*WHAT IS REQUIRED*
Lines below that include "deep" are the answer; copy each one.

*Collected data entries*
▶
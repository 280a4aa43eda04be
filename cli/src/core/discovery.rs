//! # Project Discovery
//!
//! File: cli/src/core/discovery.rs
//!
//! ## Overview
//!
//! Finds phpier projects from three independent sources: `phpier-<name>`
//! Docker images (with the project path recovered from compose labels when a
//! container exists), running containers carrying a compose project label,
//! and a filesystem scan of common development directories for `.phpier.yml`
//! markers.
//!
//! The sources are merged by name. An entry with a concrete path always
//! wins over a path-less one regardless of which source produced it, and when
//! several directories claim the same name the ambiguity is preserved so
//! name-based resolution can refuse with the candidate list instead of
//! silently picking one.
//!
//! Docker-side discovery never fails: a missing binary or an unresponsive
//! daemon yields an empty list, since filesystem results are still useful.
//!
use crate::core::config::{GLOBAL_PROJECT_NAME, PROJECT_MARKER};
use crate::core::error::{PhpierError, Result};
use anyhow::anyhow;
use std::collections::BTreeMap;
use std::path::{Path, PathBuf};
use std::process::Stdio;
use tokio::process::Command;
use tracing::debug;
use walkdir::{DirEntry, WalkDir};

/// Image prefix identifying project images built by phpier.
const IMAGE_PREFIX: &str = "phpier-";

/// How deep below each search root the marker scan descends.
const SCAN_DEPTH: usize = 3;

/// One discovered project from a single source.
#[derive(Debug, Clone, PartialEq, Eq)]
pub struct ProjectInfo {
    pub name: String,
    /// Known project root, when the source could determine one.
    pub path: Option<PathBuf>,
}

/// The merged view of one project name across all sources.
#[derive(Debug, Clone, PartialEq, Eq)]
pub struct MergedProject {
    pub name: String,
    /// Distinct concrete roots claiming this name, sorted.
    pub paths: Vec<PathBuf>,
}

impl MergedProject {
    /// The project root when it is unambiguous.
    pub fn path(&self) -> Option<&PathBuf> {
        match self.paths.as_slice() {
            [single] => Some(single),
            _ => None,
        }
    }
}

/// Discovers projects from `phpier-*` Docker images. Failures at any step
/// degrade to an empty (or partial) result rather than an error.
pub async fn discover_from_docker() -> Vec<ProjectInfo> {
    if which::which("docker").is_err() {
        return Vec::new();
    }

    let Some(output) = capture(&[
        "images",
        "--filter",
        &format!("reference={IMAGE_PREFIX}*"),
        "--format",
        "{{.Repository}}",
    ])
    .await
    else {
        return Vec::new();
    };

    let mut seen = BTreeMap::new();
    for line in output.lines() {
        let image = line.trim();
        let Some(name) = image.strip_prefix(IMAGE_PREFIX) else {
            continue;
        };
        if name.is_empty() || seen.contains_key(name) {
            continue;
        }
        let path = container_working_dir(image, name).await;
        seen.insert(name.to_string(), ProjectInfo {
            name: name.to_string(),
            path,
        });
    }
    seen.into_values().collect()
}

/// Discovers projects from running containers via their compose project
/// label. Catches projects whose image was removed but whose containers are
/// still up. Never fails; the global stack's own project is excluded.
pub async fn discover_from_containers() -> Vec<ProjectInfo> {
    if which::which("docker").is_err() {
        return Vec::new();
    }

    let Some(output) = capture(&[
        "ps",
        "--filter",
        "label=com.docker.compose.project",
        "--format",
        "{{.Label \"com.docker.compose.project\"}}",
    ])
    .await
    else {
        return Vec::new();
    };
    projects_from_labels(&output)
}

fn projects_from_labels(output: &str) -> Vec<ProjectInfo> {
    let mut seen = BTreeMap::new();
    for line in output.lines() {
        let name = line.trim();
        if name.is_empty() || name == GLOBAL_PROJECT_NAME || seen.contains_key(name) {
            continue;
        }
        seen.insert(name.to_string(), ProjectInfo {
            name: name.to_string(),
            path: None,
        });
    }
    seen.into_values().collect()
}

/// Recovers the project root from containers built from this image, via the
/// compose working-dir label. Falls back to a compose-project label match
/// when no container references the image directly.
async fn container_working_dir(image: &str, project: &str) -> Option<PathBuf> {
    let by_ancestor = capture(&[
        "ps",
        "-a",
        "--filter",
        &format!("ancestor={image}"),
        "--format",
        "{{.Label \"com.docker.compose.working-dir\"}}",
    ])
    .await;
    if let Some(dir) = first_nonempty_line(by_ancestor.as_deref()) {
        return Some(PathBuf::from(dir));
    }

    let by_label = capture(&[
        "ps",
        "-a",
        "--filter",
        &format!("label=com.docker.compose.project={project}"),
        "--format",
        "{{.Label \"com.docker.compose.working-dir\"}}",
    ])
    .await;
    first_nonempty_line(by_label.as_deref()).map(PathBuf::from)
}

fn first_nonempty_line(output: Option<&str>) -> Option<&str> {
    output?
        .lines()
        .map(str::trim)
        .find(|line| !line.is_empty())
}

async fn capture(args: &[&str]) -> Option<String> {
    let output = Command::new("docker")
        .args(args)
        .stderr(Stdio::null())
        .output()
        .await
        .ok()?;
    if !output.status.success() {
        debug!("docker {} exited nonzero", args.join(" "));
        return None;
    }
    Some(String::from_utf8_lossy(&output.stdout).trim().to_string())
}

/// Scans the current directory plus common development locations for project
/// markers. Unreadable roots are skipped.
pub fn discover_from_filesystem() -> Vec<ProjectInfo> {
    let mut roots = vec![PathBuf::from(".")];
    if let Some(home) = dirs::home_dir() {
        for sub in ["projects", "code", "dev", "Sites", "workspace", "Development"] {
            roots.push(home.join(sub));
        }
    }
    roots.extend(["/var/www", "/srv", "/opt/projects"].map(PathBuf::from));

    let mut projects = Vec::new();
    for root in roots {
        if root.is_dir() {
            scan_root(&root, &mut projects);
        }
    }
    projects
}

/// Walks one root up to the scan depth, collecting directories that contain
/// the marker. Hidden directories are skipped, and the walk never descends
/// past a project root so nested markers stay invisible.
fn scan_root(root: &Path, projects: &mut Vec<ProjectInfo>) {
    let walker = WalkDir::new(root)
        .max_depth(SCAN_DEPTH + 1)
        .into_iter()
        .filter_entry(|entry| should_descend(entry));

    for entry in walker.filter_map(|e| e.ok()) {
        if entry.file_type().is_file() && entry.file_name() == PROJECT_MARKER {
            if let Some(dir) = entry.path().parent() {
                if let Some(info) = project_from_dir(dir) {
                    projects.push(info);
                }
            }
        }
    }
}

fn should_descend(entry: &DirEntry) -> bool {
    if !entry.file_type().is_dir() {
        // Files are yielded for the marker check.
        return true;
    }
    if entry.depth() == 0 {
        return true;
    }
    let name = entry.file_name().to_string_lossy();
    if name.starts_with('.') {
        return false;
    }
    // A directory whose parent is itself a project is not scanned.
    entry
        .path()
        .parent()
        .map_or(true, |parent| !parent.join(PROJECT_MARKER).exists())
}

fn project_from_dir(dir: &Path) -> Option<ProjectInfo> {
    let canonical = dir.canonicalize().unwrap_or_else(|_| dir.to_path_buf());
    let name = canonical.file_name()?.to_string_lossy().to_string();
    Some(ProjectInfo {
        name,
        path: Some(canonical),
    })
}

/// Merges per-source project lists by name. Order of sources never matters:
/// a concrete path beats no path, and multiple distinct paths for the same
/// name are all kept.
pub fn merge(sources: &[Vec<ProjectInfo>]) -> Vec<MergedProject> {
    let mut by_name: BTreeMap<String, Vec<PathBuf>> = BTreeMap::new();
    for source in sources {
        for info in source {
            let paths = by_name.entry(info.name.clone()).or_default();
            if let Some(path) = &info.path {
                if !paths.contains(path) {
                    paths.push(path.clone());
                }
            }
        }
    }
    by_name
        .into_iter()
        .map(|(name, mut paths)| {
            paths.sort();
            MergedProject { name, paths }
        })
        .collect()
}

/// Full discovery across all sources, merged.
pub async fn discover_all() -> Vec<MergedProject> {
    let docker = discover_from_docker().await;
    let containers = discover_from_containers().await;
    let filesystem = discover_from_filesystem();
    merge(&[docker, containers, filesystem])
}

/// Resolves one project by name. Unknown names and names claimed by several
/// directories are both errors; the latter lists every candidate path.
pub fn resolve_by_name(name: &str, projects: &[MergedProject]) -> Result<MergedProject> {
    let matched: Vec<&MergedProject> = projects.iter().filter(|p| p.name == name).collect();
    match matched.as_slice() {
        [] => Err(anyhow!(PhpierError::ProjectNotFound {
            name: name.to_string(),
        })),
        [single] => {
            if single.paths.len() > 1 {
                return Err(anyhow!(PhpierError::AmbiguousProject {
                    name: name.to_string(),
                    paths: single
                        .paths
                        .iter()
                        .map(|p| p.display().to_string())
                        .collect(),
                }));
            }
            Ok((*single).clone())
        }
        _ => Err(anyhow!(PhpierError::AmbiguousProject {
            name: name.to_string(),
            paths: matched
                .iter()
                .flat_map(|p| p.paths.iter().map(|path| path.display().to_string()))
                .collect(),
        })),
    }
}

#[cfg(test)]
mod tests {
    use super::*;
    use std::fs;
    use tempfile::TempDir;

    fn info(name: &str, path: Option<&str>) -> ProjectInfo {
        ProjectInfo {
            name: name.to_string(),
            path: path.map(PathBuf::from),
        }
    }

    #[test]
    fn test_merge_path_wins_regardless_of_source_order() {
        let docker = vec![info("blog", None)];
        let filesystem = vec![info("blog", Some("/home/dev/blog"))];

        let forward = merge(&[docker.clone(), filesystem.clone()]);
        let reverse = merge(&[filesystem, docker]);
        assert_eq!(forward, reverse);
        assert_eq!(forward.len(), 1);
        assert_eq!(
            forward[0].path(),
            Some(&PathBuf::from("/home/dev/blog"))
        );
    }

    #[test]
    fn test_merge_is_idempotent() {
        let source = vec![
            info("blog", Some("/home/dev/blog")),
            info("shop", None),
        ];
        let once = merge(&[source.clone()]);
        let twice = merge(&[source.clone(), source]);
        assert_eq!(once, twice);
    }

    #[test]
    fn test_merge_preserves_ambiguity() {
        let a = vec![info("blog", Some("/home/dev/blog"))];
        let b = vec![info("blog", Some("/var/www/blog"))];
        let merged = merge(&[a, b]);
        assert_eq!(merged.len(), 1);
        assert_eq!(merged[0].paths.len(), 2);
        assert!(merged[0].path().is_none());
    }

    #[test]
    fn test_projects_from_labels_dedups_and_excludes_global() {
        let output = "blog\nphpier\nblog\n\n  shop  \n";
        let projects = projects_from_labels(output);
        let names: Vec<&str> = projects.iter().map(|p| p.name.as_str()).collect();
        assert_eq!(names, vec!["blog", "shop"]);
        assert!(projects.iter().all(|p| p.path.is_none()));
    }

    #[test]
    fn test_container_only_project_survives_merge() {
        // A running project with no image left and no scanned directory must
        // still be resolvable by name.
        let containers = vec![info("blog", None)];
        let merged = merge(&[Vec::new(), containers, Vec::new()]);
        let project = resolve_by_name("blog", &merged).unwrap();
        assert_eq!(project.name, "blog");
        assert!(project.path().is_none());
    }

    #[test]
    fn test_resolve_by_name_not_found() {
        let err = resolve_by_name("missing", &[]).unwrap_err();
        let resolved = err.downcast_ref::<PhpierError>().unwrap();
        assert!(matches!(resolved, PhpierError::ProjectNotFound { .. }));
    }

    #[test]
    fn test_resolve_by_name_ambiguous_lists_paths() {
        let merged = merge(&[
            vec![info("blog", Some("/home/dev/blog"))],
            vec![info("blog", Some("/var/www/blog"))],
        ]);
        let err = resolve_by_name("blog", &merged).unwrap_err();
        match err.downcast_ref::<PhpierError>().unwrap() {
            PhpierError::AmbiguousProject { paths, .. } => {
                assert_eq!(paths.len(), 2);
                assert!(paths.contains(&"/home/dev/blog".to_string()));
            }
            other => panic!("unexpected error: {other:?}"),
        }
    }

    #[test]
    fn test_resolve_by_name_single_match() {
        let merged = merge(&[vec![info("blog", Some("/home/dev/blog"))]]);
        let project = resolve_by_name("blog", &merged).unwrap();
        assert_eq!(project.name, "blog");
        assert_eq!(project.path(), Some(&PathBuf::from("/home/dev/blog")));
    }

    #[test]
    fn test_filesystem_scan_finds_markers_and_skips_nested() {
        let tmp = TempDir::new().unwrap();
        let blog = tmp.path().join("blog");
        fs::create_dir_all(blog.join("nested")).unwrap();
        fs::write(blog.join(PROJECT_MARKER), "").unwrap();
        // Marker beneath an existing project must not be reported.
        fs::write(blog.join("nested").join(PROJECT_MARKER), "").unwrap();
        // Hidden directories are skipped entirely.
        let hidden = tmp.path().join(".cache").join("ghost");
        fs::create_dir_all(&hidden).unwrap();
        fs::write(hidden.join(PROJECT_MARKER), "").unwrap();

        let mut projects = Vec::new();
        scan_root(tmp.path(), &mut projects);

        assert_eq!(projects.len(), 1);
        assert_eq!(projects[0].name, "blog");
    }

    #[test]
    fn test_filesystem_scan_respects_depth_limit() {
        let tmp = TempDir::new().unwrap();
        let deep = tmp.path().join("a").join("b").join("c").join("d");
        fs::create_dir_all(&deep).unwrap();
        fs::write(deep.join(PROJECT_MARKER), "").unwrap();

        let mut projects = Vec::new();
        scan_root(tmp.path(), &mut projects);
        assert!(projects.is_empty());
    }
}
◀
*WRITTEN RESPONSE*
/// How deep below each search root the marker scan descends.
        let deep = tmp.path().join("a").join("b").join("c").join("d");
        fs::create_dir_all(&deep).unwrap();
        fs::write(deep.join(PROJECT_MARKER), "").unwrap();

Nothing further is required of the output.